Katie Roberts, global head of client solutions at Fidelity International, said: “The global retirement challenge and the pension funding gap are not new, yet these issues continue to accelerate significantly, as populations are expected to live longer, and to some extent, be healthier and more active in retirement.

“While the retirement challenge requires local solutions, what is clear is that state support overall is likely to be less going forward, with individuals becoming increasingly responsible for financing their retirement.
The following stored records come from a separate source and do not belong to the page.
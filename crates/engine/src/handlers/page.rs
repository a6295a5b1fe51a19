//! Page-info, storage, cookie, viewport, screenshot, and scripting handlers

use crate::collector::Collector;
use crate::errors::EngineError;
use crate::executor::Frame;
use crate::handlers::{ensure_parent_dir, record_key};
use crate::placeholders;
use crate::resolve;
use serde_json::{json, Value};
use std::path::Path;
use stepflow_driver::{Cookie, PageDriver, StorageScope, Viewport};
use stepflow_model::{Step, WaitState, WaitUntil};
use tracing::{debug, warn};

fn require_value<'a>(step: &'a Step, what: &str) -> Result<&'a str, EngineError> {
    step.value
        .as_deref()
        .filter(|v| !v.is_empty())
        .ok_or_else(|| EngineError::InvalidStep {
            id: step.id.clone(),
            reason: format!("{} requires a value", what),
        })
}

fn require_object<'a>(step: &'a Step, what: &str) -> Result<&'a str, EngineError> {
    step.object
        .as_deref()
        .filter(|o| !o.is_empty())
        .ok_or_else(|| EngineError::InvalidStep {
            id: step.id.clone(),
            reason: format!("{} requires an object", what),
        })
}

/// Scroll by the step value (pixels), or by one viewport height.
pub(crate) async fn scroll(
    driver: &dyn PageDriver,
    step: &Step,
    collector: &Collector,
    frame: Frame<'_>,
) -> Result<(), EngineError> {
    let offset = match step.value.as_deref() {
        Some(value) => {
            let resolved = placeholders::resolve(value, collector, frame.index);
            match resolved.parse::<i64>() {
                Ok(offset) => offset,
                Err(_) => driver.viewport().await?.height as i64,
            }
        }
        None => driver.viewport().await?.height as i64,
    };
    driver.scroll_by(offset).await?;
    Ok(())
}

pub(crate) async fn reload(driver: &dyn PageDriver, step: &Step) -> Result<(), EngineError> {
    let wait_until = step
        .wait_until
        .or_else(|| step.value.as_deref().and_then(parse_wait_until))
        .unwrap_or_default();
    driver.reload(wait_until).await?;
    Ok(())
}

pub(crate) async fn get_url(
    driver: &dyn PageDriver,
    step: &Step,
    collector: &mut Collector,
    frame: Frame<'_>,
) -> Result<(), EngineError> {
    let url = driver.current_url().await?;
    let key = record_key(step, "url", collector, frame.index);
    collector.insert(key, Value::String(url));
    Ok(())
}

pub(crate) async fn get_title(
    driver: &dyn PageDriver,
    step: &Step,
    collector: &mut Collector,
    frame: Frame<'_>,
) -> Result<(), EngineError> {
    let title = driver.title().await?;
    let key = record_key(step, "title", collector, frame.index);
    collector.insert(key, Value::String(title));
    Ok(())
}

/// One named meta tag, or every meta tag as an object.
pub(crate) async fn get_meta(
    driver: &dyn PageDriver,
    step: &Step,
    collector: &mut Collector,
    frame: Frame<'_>,
) -> Result<(), EngineError> {
    let value = driver.meta(step.object.as_deref()).await?;
    let key = record_key(step, "meta", collector, frame.index);
    collector.insert(key, value);
    Ok(())
}

pub(crate) async fn get_cookies(
    driver: &dyn PageDriver,
    step: &Step,
    collector: &mut Collector,
    frame: Frame<'_>,
) -> Result<(), EngineError> {
    let cookies = driver.cookies(step.value.as_deref()).await?;
    match step.object.as_deref() {
        Some(name) => {
            let value = cookies
                .iter()
                .find(|cookie| cookie.name == name)
                .map(|cookie| Value::String(cookie.value.clone()))
                .unwrap_or(Value::Null);
            let key = record_key(step, "cookie", collector, frame.index);
            collector.insert(key, value);
        }
        None => {
            let mut map = serde_json::Map::new();
            for cookie in cookies {
                map.insert(cookie.name, Value::String(cookie.value));
            }
            let key = record_key(step, "cookies", collector, frame.index);
            collector.insert(key, Value::Object(map));
        }
    }
    Ok(())
}

pub(crate) async fn set_cookies(
    driver: &dyn PageDriver,
    step: &Step,
    collector: &mut Collector,
    frame: Frame<'_>,
) -> Result<(), EngineError> {
    let name = require_object(step, "setCookies")?;
    let value = require_value(step, "setCookies")?;
    let name = placeholders::resolve(name, collector, frame.index);
    let value = placeholders::resolve(value, collector, frame.index);
    let url = driver.current_url().await?;
    driver
        .set_cookie(Cookie {
            name,
            value,
            url: Some(url),
            ..Cookie::default()
        })
        .await?;
    Ok(())
}

pub(crate) async fn get_storage(
    driver: &dyn PageDriver,
    step: &Step,
    collector: &mut Collector,
    frame: Frame<'_>,
    scope: StorageScope,
) -> Result<(), EngineError> {
    let fallback = match scope {
        StorageScope::Local => "localStorage",
        StorageScope::Session => "sessionStorage",
    };
    let value = driver.storage_get(scope, step.object.as_deref()).await?;
    let key = record_key(step, fallback, collector, frame.index);
    collector.insert(key, value);
    Ok(())
}

pub(crate) async fn set_storage(
    driver: &dyn PageDriver,
    step: &Step,
    collector: &mut Collector,
    frame: Frame<'_>,
    scope: StorageScope,
) -> Result<(), EngineError> {
    let key = require_object(step, "storage set")?;
    let value = require_value(step, "storage set")?;
    let key = placeholders::resolve(key, collector, frame.index);
    let value = placeholders::resolve(value, collector, frame.index);
    driver.storage_set(scope, &key, &value).await?;
    Ok(())
}

pub(crate) async fn get_viewport(
    driver: &dyn PageDriver,
    step: &Step,
    collector: &mut Collector,
    frame: Frame<'_>,
) -> Result<(), EngineError> {
    let viewport = driver.viewport().await?;
    let key = record_key(step, "viewportSize", collector, frame.index);
    collector.insert(
        key,
        json!({"width": viewport.width, "height": viewport.height}),
    );
    Ok(())
}

/// Accepts `1920x1080`, `1920,1080`, or `1920 1080`.
pub(crate) async fn set_viewport(driver: &dyn PageDriver, step: &Step) -> Result<(), EngineError> {
    let value = require_value(step, "setViewportSize")?;
    let viewport = parse_viewport(value).ok_or_else(|| EngineError::InvalidStep {
        id: step.id.clone(),
        reason: format!("invalid viewport size `{value}`, expected e.g. `1920x1080`"),
    })?;
    driver.set_viewport(viewport).await?;
    Ok(())
}

/// Screenshot the page or a target element. A missing target element
/// degrades to a full-page capture.
pub(crate) async fn screenshot(
    driver: &dyn PageDriver,
    step: &Step,
    collector: &mut Collector,
    frame: Frame<'_>,
) -> Result<(), EngineError> {
    let raw_path = require_value(step, "screenshot")?;
    let path_str = placeholders::resolve_path(raw_path, collector, frame.index);
    let path = Path::new(&path_str);
    ensure_parent_dir(path).await?;

    match step.object.as_deref() {
        Some(selector) => {
            let value = placeholders::resolve(selector, collector, frame.index);
            let target = resolve::locator(frame.scope, step.object_type, &value);
            if driver.count(&target).await? == 0 {
                warn!(step = %step.id, selector = %target, "screenshot target not found, capturing full page");
                driver.screenshot(None, path, true).await?;
            } else {
                driver.screenshot(Some(&target), path, false).await?;
            }
        }
        None => {
            driver
                .screenshot(None, path, step.full_page.unwrap_or(false))
                .await?;
        }
    }

    if step.key.is_some() {
        let key = record_key(step, "screenshot", collector, frame.index);
        collector.insert(key, Value::String(path_str));
    }
    Ok(())
}

/// Standalone waitForSelector action. The outcome is recorded under the
/// step key (when set) before a failure is handed to the policy.
pub(crate) async fn wait_for_selector(
    driver: &dyn PageDriver,
    step: &Step,
    collector: &mut Collector,
    frame: Frame<'_>,
) -> Result<(), EngineError> {
    let selector = require_object(step, "waitForSelector")?;
    let value = placeholders::resolve(selector, collector, frame.index);
    let target = resolve::locator(frame.scope, step.object_type, &value);
    let state = step
        .value
        .as_deref()
        .and_then(parse_wait_state)
        .unwrap_or_default();
    let timeout_ms = step.wait.unwrap_or(30_000);

    match driver.wait_for(&target, state, timeout_ms).await {
        Ok(()) => {
            debug!(step = %step.id, selector = %target, "selector settled");
            if step.key.is_some() {
                let key = record_key(step, "waited", collector, frame.index);
                collector.insert(key, Value::Bool(true));
            }
            Ok(())
        }
        Err(err) => {
            if step.key.is_some() {
                let key = record_key(step, "waited", collector, frame.index);
                collector.insert(key, Value::Bool(false));
            }
            Err(err.into())
        }
    }
}

/// Evaluate a script expression; the result lands under the step key. On
/// failure the key is nulled before the error reaches the policy.
pub(crate) async fn evaluate(
    driver: &dyn PageDriver,
    step: &Step,
    collector: &mut Collector,
    frame: Frame<'_>,
) -> Result<(), EngineError> {
    let expression = require_value(step, "evaluate")?;
    let expression = placeholders::resolve(expression, collector, frame.index);
    match driver.evaluate(&expression).await {
        Ok(result) => {
            if step.key.is_some() {
                let key = record_key(step, "result", collector, frame.index);
                collector.insert(key, result);
            }
            Ok(())
        }
        Err(err) => {
            if step.key.is_some() {
                let key = record_key(step, "result", collector, frame.index);
                collector.insert(key, Value::Null);
            }
            Err(err.into())
        }
    }
}

fn parse_wait_until(value: &str) -> Option<WaitUntil> {
    match value {
        "load" => Some(WaitUntil::Load),
        "domcontentloaded" => Some(WaitUntil::DomContentLoaded),
        "networkidle" => Some(WaitUntil::NetworkIdle),
        "commit" => Some(WaitUntil::Commit),
        _ => None,
    }
}

fn parse_wait_state(value: &str) -> Option<WaitState> {
    match value {
        "visible" => Some(WaitState::Visible),
        "hidden" => Some(WaitState::Hidden),
        "attached" => Some(WaitState::Attached),
        "detached" => Some(WaitState::Detached),
        _ => None,
    }
}

fn parse_viewport(value: &str) -> Option<Viewport> {
    let normalized = value.replace(['x', ' '], ",");
    let mut parts = normalized.split(',').filter(|p| !p.is_empty());
    let width = parts.next()?.trim().parse().ok()?;
    let height = parts.next()?.trim().parse().ok()?;
    if parts.next().is_some() {
        return None;
    }
    Some(Viewport { width, height })
}
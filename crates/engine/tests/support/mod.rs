//! Shared scripting helpers for the engine integration tests
#![allow(dead_code)]

use stepflow_driver::stub::{Dom, StubDriver, StubElement};
use stepflow_model::{ActionKind, SelectorType, Step, TabTemplate};

/// Opt-in engine logging for a test run: `RUST_LOG=stepflow_engine=debug`.
pub fn init_tracing() {
    let _ = tracing_subscriber::fmt()
        .with_env_filter(tracing_subscriber::EnvFilter::from_default_env())
        .try_init();
}

/// Rendered locator key for the n-th `.row` element.
pub fn row_key(index: usize) -> String {
    if index == 0 {
        "css=.row".to_string()
    } else {
        format!("css=.row#{index}")
    }
}

/// A DOM of `.row` elements, each with an `h2` title inside.
pub fn rows_dom(titles: &[&str]) -> Dom {
    let mut dom = Dom::new();
    dom.insert(
        "css=.row".into(),
        titles.iter().map(|t| StubElement::text(*t)).collect(),
    );
    for (index, title) in titles.iter().enumerate() {
        dom.insert(
            format!("{} >> css=h2", row_key(index)),
            vec![StubElement::text(*title)],
        );
    }
    dom
}

/// A page with three `.row` listings carrying an `h2` title and a
/// `.author` byline.
pub fn listing_page() -> StubDriver {
    let driver = StubDriver::new();
    driver.set_url("https://example.com/listing");
    let entries = [("First", "Ada"), ("Second", "Grace"), ("Third", "Edsger")];
    driver.set_elements(
        "css=.row",
        entries.iter().map(|(t, _)| StubElement::text(*t)).collect(),
    );
    for (index, (title, author)) in entries.into_iter().enumerate() {
        driver.set_elements(
            format!("{} >> css=h2", row_key(index)),
            vec![StubElement::text(title)],
        );
        driver.set_elements(
            format!("{} >> css=.author", row_key(index)),
            vec![StubElement::text(author)],
        );
    }
    driver
}

/// navigate + foreach(.row){ title, author } over [`listing_page`].
pub fn listing_template() -> TabTemplate {
    TabTemplate::new("listing").with_steps(vec![
        Step::new("nav", ActionKind::Navigate).with_value("https://example.com/listing"),
        Step::new("rows", ActionKind::ForEach)
            .with_target(SelectorType::Class, "row")
            .with_sub_steps(vec![
                Step::new("title", ActionKind::Data)
                    .with_target(SelectorType::Tag, "h2")
                    .with_key("title"),
                Step::new("author", ActionKind::Data)
                    .with_target(SelectorType::Class, "author")
                    .with_key("author"),
            ]),
    ])
}

/// foreach(.row){ title } as per-page steps for pagination tests.
pub fn rows_per_page_steps() -> Vec<Step> {
    vec![Step::new("rows", ActionKind::ForEach)
        .with_target(SelectorType::Class, "row")
        .with_sub_steps(vec![Step::new("title", ActionKind::Data)
            .with_target(SelectorType::Tag, "h2")
            .with_key("title")])]
}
To generate enough capital to support this extended life span, professional investors have a key role to play in providing their clients with relevant long-term solutions, whether it be through workplace investing or customised, private solutions to prepare for retirement and ensure their clients continue to be invested in retirement.”
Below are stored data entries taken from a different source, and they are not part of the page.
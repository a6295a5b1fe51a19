//! Input and click handlers

use crate::collector::Collector;
use crate::errors::EngineError;
use crate::executor::{wait_for_aux_selector, Frame};
use crate::placeholders;
use crate::resolve;
use stepflow_driver::{ClickOptions, Locator, MouseButton, PageDriver};
use stepflow_model::Step;
use tracing::warn;

/// Fill (or type into) the resolved element.
pub(crate) async fn input(
    driver: &dyn PageDriver,
    step: &Step,
    collector: &mut Collector,
    frame: Frame<'_>,
) -> Result<(), EngineError> {
    wait_for_aux_selector(driver, step, collector, frame).await;

    let target = match resolve::find_with_fallbacks(
        driver,
        frame.scope,
        step,
        None,
        collector,
        frame.index,
    )
    .await
    {
        Ok(target) => target,
        Err(err @ EngineError::ElementNotFound { .. }) => {
            if step.continue_on_empty == Some(false) {
                return Err(err);
            }
            warn!(step = %step.id, error = %err, "input element not found, skipping");
            return Ok(());
        }
        Err(err) => return Err(err),
    };

    enforce_preconditions(driver, step, &target, false).await?;

    if step.clear_before_input() {
        driver.clear(&target).await?;
    }

    let value = placeholders::resolve(
        step.value.as_deref().unwrap_or_default(),
        collector,
        frame.index,
    );
    match step.input_delay.filter(|d| *d > 0) {
        Some(delay) => driver.type_text(&target, &value, delay).await?,
        None => driver.fill(&target, &value).await?,
    }
    Ok(())
}

/// Click the resolved element, honoring click variants and modifiers.
pub(crate) async fn click(
    driver: &dyn PageDriver,
    step: &Step,
    collector: &mut Collector,
    frame: Frame<'_>,
) -> Result<(), EngineError> {
    wait_for_aux_selector(driver, step, collector, frame).await;

    let target = match resolve::find_with_fallbacks(
        driver,
        frame.scope,
        step,
        None,
        collector,
        frame.index,
    )
    .await
    {
        Ok(target) => target,
        Err(err @ EngineError::ElementNotFound { .. }) => {
            if step.continue_on_empty == Some(false) {
                return Err(err);
            }
            warn!(step = %step.id, error = %err, "click element not found, skipping");
            return Ok(());
        }
        Err(err) => return Err(err),
    };

    // Click defaults to requiring a visible element.
    enforce_preconditions(driver, step, &target, true).await?;

    let options = ClickOptions {
        button: if step.right_click.unwrap_or(false) {
            MouseButton::Right
        } else {
            MouseButton::Left
        },
        double: step.double_click.unwrap_or(false),
        modifiers: step.click_modifiers.clone().unwrap_or_default(),
        force: step.force_click.unwrap_or(false),
    };
    driver.click(&target, &options).await?;
    Ok(())
}

/// Visibility/enabled preconditions; `forceClick` bypasses the visibility
/// requirement for this action only.
async fn enforce_preconditions(
    driver: &dyn PageDriver,
    step: &Step,
    target: &Locator,
    visible_by_default: bool,
) -> Result<(), EngineError> {
    if step.require_visible.unwrap_or(visible_by_default) && !driver.is_visible(target).await? {
        if step.force_click.unwrap_or(false) {
            warn!(step = %step.id, "element not visible, force-clicking anyway");
        } else {
            return Err(EngineError::ElementNotVisible {
                selector: target.to_string(),
            });
        }
    }
    if step.require_enabled.unwrap_or(false) && !driver.is_enabled(target).await? {
        return Err(EngineError::ElementNotEnabled {
            selector: target.to_string(),
        });
    }
    Ok(())
}
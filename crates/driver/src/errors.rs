//! Error types for driver operations

use thiserror::Error;

/// Errors surfaced by a browser driver implementation.
#[derive(Debug, Error, Clone)]
pub enum DriverError {
    /// No element matched the query.
    #[error("no element matches: {0}")]
    NotFound(String),

    /// The element exists but is not visible.
    #[error("element not visible: {0}")]
    NotVisible(String),

    /// The element exists but is not enabled.
    #[error("element not enabled: {0}")]
    NotEnabled(String),

    /// A wait or navigation exceeded its bound.
    #[error("driver timeout: {0}")]
    Timeout(String),

    /// Navigation failed (bad URL, network error, ...).
    #[error("navigation failed: {0}")]
    Navigation(String),

    /// Script evaluation threw or was rejected.
    #[error("script evaluation failed: {0}")]
    Script(String),

    /// A download could not be completed.
    #[error("download failed: {0}")]
    Download(String),

    /// File or filesystem error while persisting an artifact.
    #[error("driver I/O error: {0}")]
    Io(String),

    /// The page or session has already been closed.
    #[error("session closed")]
    Closed,

    /// The driver does not support the requested capability.
    #[error("unsupported driver capability: {0}")]
    Unsupported(String),
}

impl DriverError {
    /// Whether a retry of the same call could plausibly succeed.
    pub fn is_retryable(&self) -> bool {
        matches!(
            self,
            DriverError::NotFound(_)
                | DriverError::NotVisible(_)
                | DriverError::Timeout(_)
                | DriverError::Navigation(_)
        )
    }
}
Fidelity said an important element for retirement preparedness includes identifying the appropriate financial investments and solutions to support clients in creating sufficient wealth in retirement.

However, only 57% of professional investors agree there are enough products and solutions in the market addressing the needs of an increasing life expectancy.

Roberts said the findings highlight an opportunity to “further develop innovative financial solutions to alleviate any provision gaps.”

In terms of asset allocation, the study showed that investors are learning towards equities and private assets as a means of increasing the risk-return profile of their portfolios in anticipation of longer life expectancy for their clients.

Over half (55%) of investors confirmed they expected to increase their exposure to equity, closely followed by private assets (52%) and fixed income (24%). Meanwhile, the survey pointed to potential decrease in exposure to multi-asset funds (28%), cash (26%) or fixed income (21%).

Roberts said: “The findings suggest that when planning for retirement, investors are focused on increasing their allocation to more risk-on asset classes to accumulate wealth over time.  What this may not show is how the portfolio allocation changes when clients transition from a wealth accumulation phase to a decumulation phase in retirement.  Indeed, in retirement, one might consider products that provide more accessible and flexible liquidity.”

Roberts added that investors must consider the difference between investing for retirement and investing in retirement which involves ensuring sufficient funding throughout the entire extended life cycle.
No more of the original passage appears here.